◆ **TASK BRIEF**: Scan the entries for the word "response". Every line that has it should be copied.
Top of MATERIAL FOR THIS EXERCISE
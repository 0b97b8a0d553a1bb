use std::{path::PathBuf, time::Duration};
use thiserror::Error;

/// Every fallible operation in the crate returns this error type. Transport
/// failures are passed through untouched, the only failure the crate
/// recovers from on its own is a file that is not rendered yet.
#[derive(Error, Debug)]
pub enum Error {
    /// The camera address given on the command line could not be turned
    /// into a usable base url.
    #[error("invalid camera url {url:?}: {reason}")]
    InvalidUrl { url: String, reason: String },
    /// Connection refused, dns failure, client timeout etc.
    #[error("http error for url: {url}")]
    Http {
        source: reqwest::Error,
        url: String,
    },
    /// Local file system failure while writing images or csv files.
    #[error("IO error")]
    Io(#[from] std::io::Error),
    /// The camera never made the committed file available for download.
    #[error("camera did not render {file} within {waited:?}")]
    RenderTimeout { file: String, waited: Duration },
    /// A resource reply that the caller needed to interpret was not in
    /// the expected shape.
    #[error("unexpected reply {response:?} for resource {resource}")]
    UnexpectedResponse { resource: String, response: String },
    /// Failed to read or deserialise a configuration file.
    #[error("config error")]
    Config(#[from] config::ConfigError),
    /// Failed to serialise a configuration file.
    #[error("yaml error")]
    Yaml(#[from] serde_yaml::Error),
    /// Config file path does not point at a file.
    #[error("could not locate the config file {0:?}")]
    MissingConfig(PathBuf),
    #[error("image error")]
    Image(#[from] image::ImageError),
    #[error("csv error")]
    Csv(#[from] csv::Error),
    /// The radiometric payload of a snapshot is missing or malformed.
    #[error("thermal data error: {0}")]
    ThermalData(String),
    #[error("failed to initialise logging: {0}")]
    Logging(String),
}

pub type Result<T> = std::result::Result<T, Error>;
Bottom of MATERIAL FOR THIS EXERCISE
Top of MATERIAL FOR THIS EXERCISE
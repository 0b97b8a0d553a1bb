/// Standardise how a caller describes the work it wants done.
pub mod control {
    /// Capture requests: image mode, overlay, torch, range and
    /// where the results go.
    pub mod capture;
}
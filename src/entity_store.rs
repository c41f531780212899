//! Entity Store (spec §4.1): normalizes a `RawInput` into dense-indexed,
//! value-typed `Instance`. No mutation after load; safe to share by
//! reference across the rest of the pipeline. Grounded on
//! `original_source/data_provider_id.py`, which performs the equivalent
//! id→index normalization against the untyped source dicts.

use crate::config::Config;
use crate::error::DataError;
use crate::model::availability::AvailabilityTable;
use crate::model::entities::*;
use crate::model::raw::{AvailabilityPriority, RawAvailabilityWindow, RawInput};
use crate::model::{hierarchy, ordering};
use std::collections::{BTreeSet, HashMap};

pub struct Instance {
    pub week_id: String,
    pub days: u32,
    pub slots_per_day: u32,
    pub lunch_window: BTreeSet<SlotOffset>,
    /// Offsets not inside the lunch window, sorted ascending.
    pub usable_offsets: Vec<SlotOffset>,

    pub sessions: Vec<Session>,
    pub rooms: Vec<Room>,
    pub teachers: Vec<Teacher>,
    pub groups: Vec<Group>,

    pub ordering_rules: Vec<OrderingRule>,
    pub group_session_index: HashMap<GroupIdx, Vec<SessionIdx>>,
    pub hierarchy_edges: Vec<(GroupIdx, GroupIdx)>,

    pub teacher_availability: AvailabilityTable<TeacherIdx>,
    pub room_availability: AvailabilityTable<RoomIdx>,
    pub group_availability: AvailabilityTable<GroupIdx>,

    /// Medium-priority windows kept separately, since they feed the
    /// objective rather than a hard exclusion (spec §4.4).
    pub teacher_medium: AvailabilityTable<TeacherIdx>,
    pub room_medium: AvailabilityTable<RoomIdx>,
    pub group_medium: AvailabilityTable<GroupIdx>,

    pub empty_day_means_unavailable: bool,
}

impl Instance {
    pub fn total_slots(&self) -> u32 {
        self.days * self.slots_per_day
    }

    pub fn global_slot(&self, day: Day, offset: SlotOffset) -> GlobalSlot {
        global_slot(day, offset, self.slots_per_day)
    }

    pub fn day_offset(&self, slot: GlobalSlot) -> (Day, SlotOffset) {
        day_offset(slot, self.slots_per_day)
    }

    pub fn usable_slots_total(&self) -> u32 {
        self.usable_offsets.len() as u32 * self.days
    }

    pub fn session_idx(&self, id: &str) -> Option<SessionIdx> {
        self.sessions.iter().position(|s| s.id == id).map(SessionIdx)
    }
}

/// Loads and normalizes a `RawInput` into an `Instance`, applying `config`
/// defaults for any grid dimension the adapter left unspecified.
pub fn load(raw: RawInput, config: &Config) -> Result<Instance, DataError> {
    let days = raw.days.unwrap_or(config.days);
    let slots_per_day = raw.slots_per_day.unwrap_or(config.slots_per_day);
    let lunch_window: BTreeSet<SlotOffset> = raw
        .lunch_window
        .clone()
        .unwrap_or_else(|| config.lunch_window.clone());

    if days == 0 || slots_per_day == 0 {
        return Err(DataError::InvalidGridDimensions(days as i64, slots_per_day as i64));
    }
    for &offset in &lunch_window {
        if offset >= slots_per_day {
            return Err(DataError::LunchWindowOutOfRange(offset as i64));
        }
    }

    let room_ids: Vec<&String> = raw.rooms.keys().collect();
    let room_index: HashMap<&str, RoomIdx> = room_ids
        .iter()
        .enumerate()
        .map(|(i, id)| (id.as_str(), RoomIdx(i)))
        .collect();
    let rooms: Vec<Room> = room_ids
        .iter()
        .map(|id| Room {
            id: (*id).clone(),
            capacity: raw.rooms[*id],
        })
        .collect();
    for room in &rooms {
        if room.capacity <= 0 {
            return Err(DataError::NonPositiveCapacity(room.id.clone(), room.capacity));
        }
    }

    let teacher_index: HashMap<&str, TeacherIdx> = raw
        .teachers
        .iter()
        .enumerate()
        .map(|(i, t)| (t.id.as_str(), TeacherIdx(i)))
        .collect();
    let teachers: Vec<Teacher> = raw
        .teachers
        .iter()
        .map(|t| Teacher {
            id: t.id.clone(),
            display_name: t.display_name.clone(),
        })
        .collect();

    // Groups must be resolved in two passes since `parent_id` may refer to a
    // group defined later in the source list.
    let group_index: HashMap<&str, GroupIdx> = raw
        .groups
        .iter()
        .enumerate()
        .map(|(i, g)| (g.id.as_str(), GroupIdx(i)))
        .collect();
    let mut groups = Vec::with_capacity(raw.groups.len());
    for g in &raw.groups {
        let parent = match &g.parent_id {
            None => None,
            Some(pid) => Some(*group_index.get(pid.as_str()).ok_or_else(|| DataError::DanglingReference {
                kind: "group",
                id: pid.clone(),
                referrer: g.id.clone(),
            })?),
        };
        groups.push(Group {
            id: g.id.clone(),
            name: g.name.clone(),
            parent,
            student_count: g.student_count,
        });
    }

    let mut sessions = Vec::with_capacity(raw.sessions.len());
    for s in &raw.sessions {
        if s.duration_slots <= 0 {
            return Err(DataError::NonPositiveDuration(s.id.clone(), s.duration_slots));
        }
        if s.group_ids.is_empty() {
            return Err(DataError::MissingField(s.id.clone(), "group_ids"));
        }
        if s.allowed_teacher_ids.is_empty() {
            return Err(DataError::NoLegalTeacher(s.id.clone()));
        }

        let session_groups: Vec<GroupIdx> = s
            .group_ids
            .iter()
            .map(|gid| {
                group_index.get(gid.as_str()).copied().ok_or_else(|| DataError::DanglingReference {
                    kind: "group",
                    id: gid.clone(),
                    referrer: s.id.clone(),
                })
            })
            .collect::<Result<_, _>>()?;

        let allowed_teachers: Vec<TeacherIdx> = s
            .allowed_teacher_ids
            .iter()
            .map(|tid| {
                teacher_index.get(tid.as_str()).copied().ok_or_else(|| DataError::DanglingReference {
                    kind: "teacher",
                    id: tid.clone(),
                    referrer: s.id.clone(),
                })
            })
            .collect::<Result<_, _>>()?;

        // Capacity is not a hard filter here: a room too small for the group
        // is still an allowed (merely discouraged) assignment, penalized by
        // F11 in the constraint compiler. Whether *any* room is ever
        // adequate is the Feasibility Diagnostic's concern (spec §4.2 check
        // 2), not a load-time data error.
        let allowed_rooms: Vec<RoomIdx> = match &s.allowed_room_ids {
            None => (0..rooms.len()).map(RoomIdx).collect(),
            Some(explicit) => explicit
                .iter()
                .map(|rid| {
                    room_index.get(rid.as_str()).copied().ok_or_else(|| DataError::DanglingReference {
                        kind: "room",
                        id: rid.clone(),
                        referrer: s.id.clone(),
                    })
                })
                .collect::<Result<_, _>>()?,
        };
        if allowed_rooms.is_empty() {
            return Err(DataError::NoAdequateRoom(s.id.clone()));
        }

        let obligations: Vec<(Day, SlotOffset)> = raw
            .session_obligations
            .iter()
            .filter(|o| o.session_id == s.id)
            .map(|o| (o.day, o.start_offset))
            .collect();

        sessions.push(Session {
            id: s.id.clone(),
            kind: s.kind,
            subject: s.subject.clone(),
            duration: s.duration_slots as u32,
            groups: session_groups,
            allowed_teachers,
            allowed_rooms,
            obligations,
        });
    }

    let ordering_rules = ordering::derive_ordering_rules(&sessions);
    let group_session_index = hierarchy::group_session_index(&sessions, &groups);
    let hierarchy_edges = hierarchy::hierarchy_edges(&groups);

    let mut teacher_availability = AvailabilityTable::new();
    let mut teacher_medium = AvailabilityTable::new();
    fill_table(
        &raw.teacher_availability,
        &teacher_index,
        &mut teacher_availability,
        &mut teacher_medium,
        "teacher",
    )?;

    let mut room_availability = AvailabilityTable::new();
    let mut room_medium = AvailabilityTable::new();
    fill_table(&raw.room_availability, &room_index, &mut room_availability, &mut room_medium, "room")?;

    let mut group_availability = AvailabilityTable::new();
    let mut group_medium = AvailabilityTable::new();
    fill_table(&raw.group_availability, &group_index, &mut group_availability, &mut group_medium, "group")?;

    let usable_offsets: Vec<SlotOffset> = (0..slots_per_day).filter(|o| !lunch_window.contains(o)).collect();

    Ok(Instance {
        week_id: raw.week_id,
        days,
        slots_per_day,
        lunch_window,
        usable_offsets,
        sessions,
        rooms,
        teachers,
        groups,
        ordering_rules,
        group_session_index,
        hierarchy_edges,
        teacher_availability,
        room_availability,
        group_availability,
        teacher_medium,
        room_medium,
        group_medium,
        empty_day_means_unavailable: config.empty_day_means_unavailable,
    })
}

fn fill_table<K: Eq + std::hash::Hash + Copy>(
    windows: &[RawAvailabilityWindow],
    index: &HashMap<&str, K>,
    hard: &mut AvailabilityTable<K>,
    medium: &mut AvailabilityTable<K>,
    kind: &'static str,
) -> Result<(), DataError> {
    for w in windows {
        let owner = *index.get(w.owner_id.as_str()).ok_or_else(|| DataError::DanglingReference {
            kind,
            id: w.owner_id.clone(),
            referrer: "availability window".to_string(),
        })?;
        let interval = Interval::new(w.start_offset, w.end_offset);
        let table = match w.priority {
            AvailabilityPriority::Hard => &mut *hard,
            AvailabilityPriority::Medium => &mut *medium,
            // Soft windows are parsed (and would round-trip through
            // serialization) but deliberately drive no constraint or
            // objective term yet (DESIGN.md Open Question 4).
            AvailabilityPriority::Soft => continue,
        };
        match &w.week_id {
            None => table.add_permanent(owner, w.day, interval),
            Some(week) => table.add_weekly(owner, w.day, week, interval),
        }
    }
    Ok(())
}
Bottom of MATERIAL FOR THIS EXERCISE
◆ **TASK ANSWER**:
    #[error("unexpected reply {response:?} for resource {resource}")]
    UnexpectedResponse { resource: String, response: String },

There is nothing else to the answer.